Only those lines in the data below from the line containing "arbitration_id: arbitration_id as" through the line containing "let count: i64", both included, should be restated word for word.
==================================================
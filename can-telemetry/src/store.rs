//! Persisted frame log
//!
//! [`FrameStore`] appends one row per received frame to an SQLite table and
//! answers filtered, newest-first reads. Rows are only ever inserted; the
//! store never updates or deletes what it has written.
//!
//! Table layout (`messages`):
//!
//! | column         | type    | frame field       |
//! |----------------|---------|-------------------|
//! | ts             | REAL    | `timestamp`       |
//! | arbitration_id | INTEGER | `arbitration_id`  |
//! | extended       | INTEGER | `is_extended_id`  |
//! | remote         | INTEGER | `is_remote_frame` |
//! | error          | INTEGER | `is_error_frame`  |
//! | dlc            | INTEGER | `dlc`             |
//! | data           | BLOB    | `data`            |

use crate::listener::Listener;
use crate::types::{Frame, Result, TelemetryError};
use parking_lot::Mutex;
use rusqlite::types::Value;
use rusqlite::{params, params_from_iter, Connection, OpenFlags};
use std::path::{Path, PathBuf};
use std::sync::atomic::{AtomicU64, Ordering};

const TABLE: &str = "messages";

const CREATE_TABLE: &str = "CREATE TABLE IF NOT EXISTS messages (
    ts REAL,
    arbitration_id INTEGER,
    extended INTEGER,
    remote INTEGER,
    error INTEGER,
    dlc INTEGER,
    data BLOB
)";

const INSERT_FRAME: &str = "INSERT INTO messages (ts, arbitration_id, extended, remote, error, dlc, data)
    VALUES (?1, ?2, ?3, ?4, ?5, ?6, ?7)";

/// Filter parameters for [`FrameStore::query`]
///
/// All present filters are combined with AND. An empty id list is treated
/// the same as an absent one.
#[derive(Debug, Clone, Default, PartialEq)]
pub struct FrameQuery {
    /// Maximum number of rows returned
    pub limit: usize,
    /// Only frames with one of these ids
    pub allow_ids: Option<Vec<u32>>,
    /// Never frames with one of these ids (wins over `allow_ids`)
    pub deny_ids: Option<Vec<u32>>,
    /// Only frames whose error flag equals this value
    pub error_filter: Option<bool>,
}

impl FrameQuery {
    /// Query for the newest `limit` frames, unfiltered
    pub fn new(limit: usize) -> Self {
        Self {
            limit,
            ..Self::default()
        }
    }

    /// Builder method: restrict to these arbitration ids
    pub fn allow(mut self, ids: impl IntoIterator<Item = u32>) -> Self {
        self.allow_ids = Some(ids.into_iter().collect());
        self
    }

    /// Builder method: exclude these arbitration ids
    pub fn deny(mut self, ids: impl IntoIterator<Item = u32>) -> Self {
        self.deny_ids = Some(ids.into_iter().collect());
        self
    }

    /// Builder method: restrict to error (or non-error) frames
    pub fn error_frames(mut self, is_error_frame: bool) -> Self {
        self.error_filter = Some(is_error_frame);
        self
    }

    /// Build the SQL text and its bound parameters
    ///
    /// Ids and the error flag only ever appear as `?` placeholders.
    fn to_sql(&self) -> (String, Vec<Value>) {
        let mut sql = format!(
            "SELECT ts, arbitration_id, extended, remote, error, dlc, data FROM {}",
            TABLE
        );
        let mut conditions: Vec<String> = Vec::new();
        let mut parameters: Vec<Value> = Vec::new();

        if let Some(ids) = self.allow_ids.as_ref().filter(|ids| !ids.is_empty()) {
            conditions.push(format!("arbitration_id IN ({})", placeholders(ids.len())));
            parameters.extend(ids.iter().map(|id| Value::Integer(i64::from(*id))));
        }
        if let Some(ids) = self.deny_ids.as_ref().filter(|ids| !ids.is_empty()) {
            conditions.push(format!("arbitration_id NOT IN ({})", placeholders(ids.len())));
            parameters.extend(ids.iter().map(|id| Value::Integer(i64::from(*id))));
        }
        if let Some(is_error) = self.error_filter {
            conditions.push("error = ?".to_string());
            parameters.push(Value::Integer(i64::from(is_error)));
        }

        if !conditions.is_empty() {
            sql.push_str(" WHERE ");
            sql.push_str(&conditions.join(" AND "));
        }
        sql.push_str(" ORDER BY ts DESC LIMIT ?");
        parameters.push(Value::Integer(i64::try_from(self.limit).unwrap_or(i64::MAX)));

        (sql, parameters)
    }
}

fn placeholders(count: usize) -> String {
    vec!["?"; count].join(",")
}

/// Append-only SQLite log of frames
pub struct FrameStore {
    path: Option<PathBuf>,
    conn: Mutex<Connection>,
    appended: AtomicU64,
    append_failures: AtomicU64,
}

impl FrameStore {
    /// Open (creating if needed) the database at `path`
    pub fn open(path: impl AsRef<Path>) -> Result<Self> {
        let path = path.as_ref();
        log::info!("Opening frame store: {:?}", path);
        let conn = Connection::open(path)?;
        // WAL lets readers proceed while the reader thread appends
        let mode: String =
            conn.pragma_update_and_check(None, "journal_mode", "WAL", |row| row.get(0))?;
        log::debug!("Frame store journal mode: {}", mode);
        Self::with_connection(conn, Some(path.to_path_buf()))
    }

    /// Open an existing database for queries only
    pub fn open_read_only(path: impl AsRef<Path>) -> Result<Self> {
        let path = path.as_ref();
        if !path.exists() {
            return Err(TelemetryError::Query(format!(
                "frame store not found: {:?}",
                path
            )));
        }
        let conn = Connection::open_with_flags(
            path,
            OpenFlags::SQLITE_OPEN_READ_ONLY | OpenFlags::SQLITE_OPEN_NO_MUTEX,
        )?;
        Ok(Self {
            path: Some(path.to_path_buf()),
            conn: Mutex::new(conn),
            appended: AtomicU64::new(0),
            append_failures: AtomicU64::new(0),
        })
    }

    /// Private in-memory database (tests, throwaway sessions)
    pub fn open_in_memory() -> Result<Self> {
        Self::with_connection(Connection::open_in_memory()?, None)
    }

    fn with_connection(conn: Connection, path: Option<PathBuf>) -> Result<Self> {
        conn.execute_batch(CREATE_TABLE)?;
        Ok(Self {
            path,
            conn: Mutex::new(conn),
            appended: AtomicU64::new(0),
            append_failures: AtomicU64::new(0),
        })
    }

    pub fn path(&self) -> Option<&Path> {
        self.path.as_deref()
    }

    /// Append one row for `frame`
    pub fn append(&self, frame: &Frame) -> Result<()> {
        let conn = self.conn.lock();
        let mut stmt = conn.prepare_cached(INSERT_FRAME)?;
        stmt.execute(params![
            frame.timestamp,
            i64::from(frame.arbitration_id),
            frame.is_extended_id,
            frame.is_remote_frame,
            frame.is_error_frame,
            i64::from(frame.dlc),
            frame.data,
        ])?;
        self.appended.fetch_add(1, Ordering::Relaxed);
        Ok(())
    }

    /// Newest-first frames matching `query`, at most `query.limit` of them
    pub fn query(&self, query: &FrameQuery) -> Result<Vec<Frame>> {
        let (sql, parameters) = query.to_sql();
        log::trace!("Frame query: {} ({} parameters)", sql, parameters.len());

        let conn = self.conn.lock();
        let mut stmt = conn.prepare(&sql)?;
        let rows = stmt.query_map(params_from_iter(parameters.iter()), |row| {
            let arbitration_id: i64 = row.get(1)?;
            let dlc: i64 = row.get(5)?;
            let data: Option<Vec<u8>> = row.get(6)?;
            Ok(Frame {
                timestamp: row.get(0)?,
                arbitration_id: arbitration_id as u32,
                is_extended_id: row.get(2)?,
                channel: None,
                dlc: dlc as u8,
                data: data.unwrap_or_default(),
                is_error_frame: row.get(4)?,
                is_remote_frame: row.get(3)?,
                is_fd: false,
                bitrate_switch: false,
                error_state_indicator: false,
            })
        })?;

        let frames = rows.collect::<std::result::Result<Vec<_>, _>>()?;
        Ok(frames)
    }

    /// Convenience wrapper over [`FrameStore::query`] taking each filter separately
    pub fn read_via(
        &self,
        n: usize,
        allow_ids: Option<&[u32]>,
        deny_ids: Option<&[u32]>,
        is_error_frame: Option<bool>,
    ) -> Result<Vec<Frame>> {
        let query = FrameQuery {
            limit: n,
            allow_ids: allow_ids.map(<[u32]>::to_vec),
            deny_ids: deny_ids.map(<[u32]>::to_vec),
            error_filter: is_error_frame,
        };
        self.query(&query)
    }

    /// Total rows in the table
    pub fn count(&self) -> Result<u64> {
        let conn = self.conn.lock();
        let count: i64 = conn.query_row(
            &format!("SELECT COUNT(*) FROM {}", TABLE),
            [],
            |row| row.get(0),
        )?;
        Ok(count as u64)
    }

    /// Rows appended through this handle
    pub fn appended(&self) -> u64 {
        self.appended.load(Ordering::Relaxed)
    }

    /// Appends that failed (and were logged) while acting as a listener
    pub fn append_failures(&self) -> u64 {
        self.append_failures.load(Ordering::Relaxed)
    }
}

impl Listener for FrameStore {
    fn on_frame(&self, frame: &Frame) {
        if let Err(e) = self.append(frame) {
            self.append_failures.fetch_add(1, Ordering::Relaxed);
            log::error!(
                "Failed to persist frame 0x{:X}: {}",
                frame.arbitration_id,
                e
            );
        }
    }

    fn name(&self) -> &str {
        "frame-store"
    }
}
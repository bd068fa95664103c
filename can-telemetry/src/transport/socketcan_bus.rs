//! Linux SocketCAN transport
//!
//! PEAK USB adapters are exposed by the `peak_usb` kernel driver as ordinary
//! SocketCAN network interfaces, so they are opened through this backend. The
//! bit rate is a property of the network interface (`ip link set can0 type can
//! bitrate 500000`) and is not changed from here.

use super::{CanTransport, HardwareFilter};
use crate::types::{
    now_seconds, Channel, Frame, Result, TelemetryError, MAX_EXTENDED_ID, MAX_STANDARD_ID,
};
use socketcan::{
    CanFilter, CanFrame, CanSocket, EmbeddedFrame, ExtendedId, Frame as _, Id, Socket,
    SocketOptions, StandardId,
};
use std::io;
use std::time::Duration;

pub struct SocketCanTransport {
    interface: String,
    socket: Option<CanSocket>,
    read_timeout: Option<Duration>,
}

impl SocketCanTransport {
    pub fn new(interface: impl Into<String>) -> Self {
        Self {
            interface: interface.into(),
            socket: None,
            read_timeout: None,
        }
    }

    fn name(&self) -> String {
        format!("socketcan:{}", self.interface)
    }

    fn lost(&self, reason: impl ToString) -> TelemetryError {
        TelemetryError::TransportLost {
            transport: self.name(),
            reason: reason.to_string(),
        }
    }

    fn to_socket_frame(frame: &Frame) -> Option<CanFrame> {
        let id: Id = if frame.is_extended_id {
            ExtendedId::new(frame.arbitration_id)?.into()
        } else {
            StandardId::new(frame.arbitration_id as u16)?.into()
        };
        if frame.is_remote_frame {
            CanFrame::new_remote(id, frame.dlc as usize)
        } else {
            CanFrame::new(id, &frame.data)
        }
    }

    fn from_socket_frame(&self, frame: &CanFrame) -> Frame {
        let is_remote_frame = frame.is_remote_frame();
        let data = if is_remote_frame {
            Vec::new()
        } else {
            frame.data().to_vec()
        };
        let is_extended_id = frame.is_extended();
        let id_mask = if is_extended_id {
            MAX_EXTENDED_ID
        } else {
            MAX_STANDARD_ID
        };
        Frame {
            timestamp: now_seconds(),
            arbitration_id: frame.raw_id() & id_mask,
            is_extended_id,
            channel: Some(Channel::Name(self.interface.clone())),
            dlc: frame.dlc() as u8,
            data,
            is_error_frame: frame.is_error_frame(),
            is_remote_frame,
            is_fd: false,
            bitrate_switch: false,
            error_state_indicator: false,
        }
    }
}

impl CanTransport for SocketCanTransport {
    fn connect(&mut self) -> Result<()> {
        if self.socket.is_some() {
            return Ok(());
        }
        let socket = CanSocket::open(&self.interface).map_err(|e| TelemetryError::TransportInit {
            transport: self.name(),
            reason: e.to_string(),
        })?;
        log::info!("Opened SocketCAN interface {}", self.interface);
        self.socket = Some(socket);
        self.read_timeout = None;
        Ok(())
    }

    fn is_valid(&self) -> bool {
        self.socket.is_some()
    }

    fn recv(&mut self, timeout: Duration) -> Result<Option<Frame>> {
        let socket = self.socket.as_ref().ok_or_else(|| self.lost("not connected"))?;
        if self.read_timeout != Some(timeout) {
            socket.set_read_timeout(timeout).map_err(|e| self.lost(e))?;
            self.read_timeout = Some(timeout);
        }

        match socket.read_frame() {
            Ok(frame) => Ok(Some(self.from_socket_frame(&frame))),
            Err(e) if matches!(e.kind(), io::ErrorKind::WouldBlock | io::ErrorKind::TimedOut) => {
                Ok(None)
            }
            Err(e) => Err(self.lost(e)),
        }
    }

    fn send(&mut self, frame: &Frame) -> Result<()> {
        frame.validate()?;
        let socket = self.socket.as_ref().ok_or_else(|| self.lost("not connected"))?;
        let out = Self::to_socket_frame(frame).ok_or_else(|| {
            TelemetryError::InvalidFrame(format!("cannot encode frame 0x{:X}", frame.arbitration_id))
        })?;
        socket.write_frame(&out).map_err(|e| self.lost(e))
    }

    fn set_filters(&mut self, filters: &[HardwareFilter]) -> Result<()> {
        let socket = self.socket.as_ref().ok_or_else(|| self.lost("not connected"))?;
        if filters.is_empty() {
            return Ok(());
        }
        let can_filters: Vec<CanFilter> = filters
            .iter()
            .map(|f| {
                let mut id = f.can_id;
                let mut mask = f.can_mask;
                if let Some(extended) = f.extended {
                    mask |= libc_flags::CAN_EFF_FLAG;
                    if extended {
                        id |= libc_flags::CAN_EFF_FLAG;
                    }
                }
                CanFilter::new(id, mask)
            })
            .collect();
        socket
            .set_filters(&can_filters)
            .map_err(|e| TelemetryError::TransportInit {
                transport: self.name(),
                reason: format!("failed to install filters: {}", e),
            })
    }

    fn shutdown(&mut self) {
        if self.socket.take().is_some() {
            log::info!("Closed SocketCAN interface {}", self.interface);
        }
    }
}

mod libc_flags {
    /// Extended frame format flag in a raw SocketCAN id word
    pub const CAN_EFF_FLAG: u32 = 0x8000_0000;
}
==================================================
**Expected answer:**
                arbitration_id: arbitration_id as u32,
                is_extended_id: row.get(2)?,
                channel: None,
                dlc: dlc as u8,
                data: data.unwrap_or_default(),
                is_error_frame: row.get(4)?,
                is_remote_frame: row.get(3)?,
                is_fd: false,
                bitrate_switch: false,
                error_state_indicator: false,
            })
        })?;

        let frames = rows.collect::<std::result::Result<Vec<_>, _>>()?;
        Ok(frames)
    }

    /// Convenience wrapper over [`FrameStore::query`] taking each filter separately
    pub fn read_via(
        &self,
        n: usize,
        allow_ids: Option<&[u32]>,
        deny_ids: Option<&[u32]>,
        is_error_frame: Option<bool>,
    ) -> Result<Vec<Frame>> {
        let query = FrameQuery {
            limit: n,
            allow_ids: allow_ids.map(<[u32]>::to_vec),
            deny_ids: deny_ids.map(<[u32]>::to_vec),
            error_filter: is_error_frame,
        };
        self.query(&query)
    }

    /// Total rows in the table
    pub fn count(&self) -> Result<u64> {
        let conn = self.conn.lock();
        let count: i64 = conn.query_row(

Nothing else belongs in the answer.